It required but a glance to note the subtile change the afternoon had wrought in his personal appearance, yet at the time I did not greatly marvel at it. The stains of battle and exposure, that had so decidedly disfigured him, had disappeared before the magic of new raiment, which had about it the color and cut of French fashion; so it was now a fair and prosperous gallant of the court, powdered of hair, waxen of moustache, who came jauntily forward with his greetings.
“What said I, Master Benteen?” he questioned cheerily to my stare of surprise. “Did I not boldly contend that this would yet prove a pleasant resting-place to relieve the tedium of a journey? Can you gaze upon this gay attire, longer doubting the verity of my dreams? But no happiness finds reflection in your face; ’tis gloomy as a day of rain. Prithie, the afternoon must have been passed by you far less pleasantly than its hours sped with me.”
“I have been conversing with good Master Cairnes,” I responded gravely. “I found him in no state of mind or body to bring me pleasant thought.”
“Parbleu! I warrant not from all I hear of that worthy servant,” the Chevalier laughed gayly. “’T is told me the grim-faced old hypocrite sits in worshipful state, a veritable god, trussed like a bronze idol or some mummy of the Egyptians. By my faith, I should enjoy gazing on his solemn face, and listening to his words withal.”

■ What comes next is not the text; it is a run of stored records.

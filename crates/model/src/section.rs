use crate::item::SectionEntry;

/// A titled group of rows.
#[derive(Debug, Clone, PartialEq)]
pub struct ChecklistSection {
    pub name: String,
    pub description: Option<String>,
    /// Number of entries carried by earlier parts when this section
    /// continues a split one.
    pub numbering_offset: u32,
    sequence_number: Option<u32>,
    entries: Vec<SectionEntry>,
    items_sequence_head: u32,
}

impl ChecklistSection {
    pub fn new(name: impl Into<String>) -> Self {
        Self {
            name: name.into(),
            description: None,
            numbering_offset: 0,
            sequence_number: None,
            entries: Vec::new(),
            items_sequence_head: 1,
        }
    }

    /// Builds a section around entries that already carry their numbers,
    /// as happens for the tail of a split section.
    pub fn from_entries(name: impl Into<String>, entries: Vec<SectionEntry>, numbering_offset: u32) -> Self {
        let next = entries
            .iter()
            .filter_map(|e| e.as_item().and_then(|i| i.sequence_number()))
            .max()
            .map_or(1, |n| n + 1);
        Self {
            name: name.into(),
            description: None,
            numbering_offset,
            sequence_number: None,
            entries,
            items_sequence_head: next,
        }
    }

    pub fn with_description(mut self, description: impl Into<String>) -> Self {
        self.description = Some(description.into());
        self
    }

    pub fn entries(&self) -> &[SectionEntry] {
        &self.entries
    }

    pub fn len(&self) -> usize {
        self.entries.len()
    }

    pub fn is_empty(&self) -> bool {
        self.entries.is_empty()
    }

    pub fn sequence_number(&self) -> Option<u32> {
        self.sequence_number
    }

    pub(crate) fn set_sequence_number(&mut self, number: u32) {
        self.sequence_number = Some(number);
    }

    /// Appends a row, numbering items that take part in enumeration.
    pub fn append_entry(&mut self, entry: impl Into<SectionEntry>) {
        let mut entry = entry.into();
        if let SectionEntry::Item(item) = &mut entry {
            item.assign_sequence_number(&mut self.items_sequence_head);
        }
        self.entries.push(entry);
    }

    /// Moves every entry from `at` onward out of the section. Retained
    /// entries keep their numbers.
    pub fn split_off(&mut self, at: usize) -> Vec<SectionEntry> {
        let at = at.min(self.entries.len());
        self.entries.split_off(at)
    }
}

“’T is an unhappy experience for a Christian.”
“Ay! a pity; yet it should do the canting preacher good to play heathen god a while. She pictured to me most vividly his struggles to escape a fit draping with which to match his hair. Sacre! I have not laughed so heartily since leaving New Orleans.”
“She?” I exclaimed in new interest. “Have you been with your wife?”
He stroked his moustache, gazing at me in apparent surprise.
“Nay, friend Benteen; you must be the very soul of innocence to make such hasty guess. I rested beneath the same roof with her, so I was informed, yet she who spake thus regarding the plight of the Puritan chanced to be the fair Queen, Naladi.”
“Naladi? But you speak no Spanish,—how could you hold converse with her?”
“There are always ways, if the lady be fair. The hands, eyes, lips can all be made into messengers of speech. But in this case she brought forth a black boy—a most mischievous imp—who managed to convey her words in my own tongue. Still it was difficult to do justice in such a way to so charming a woman; much came to my lips which I hesitated to utter through the medium of that interpreter.”
I looked at him in speechless amazement at this revelation of his supreme conceit, his reckless vanity. Anxiety alone prompted me to smother my resentment, hoping thus to obtain information.
“But your wife, Madame de Noyan? You say she was beneath the same roof, and yet you saw her not? Do you mean you made no effort to obtain speech with her?”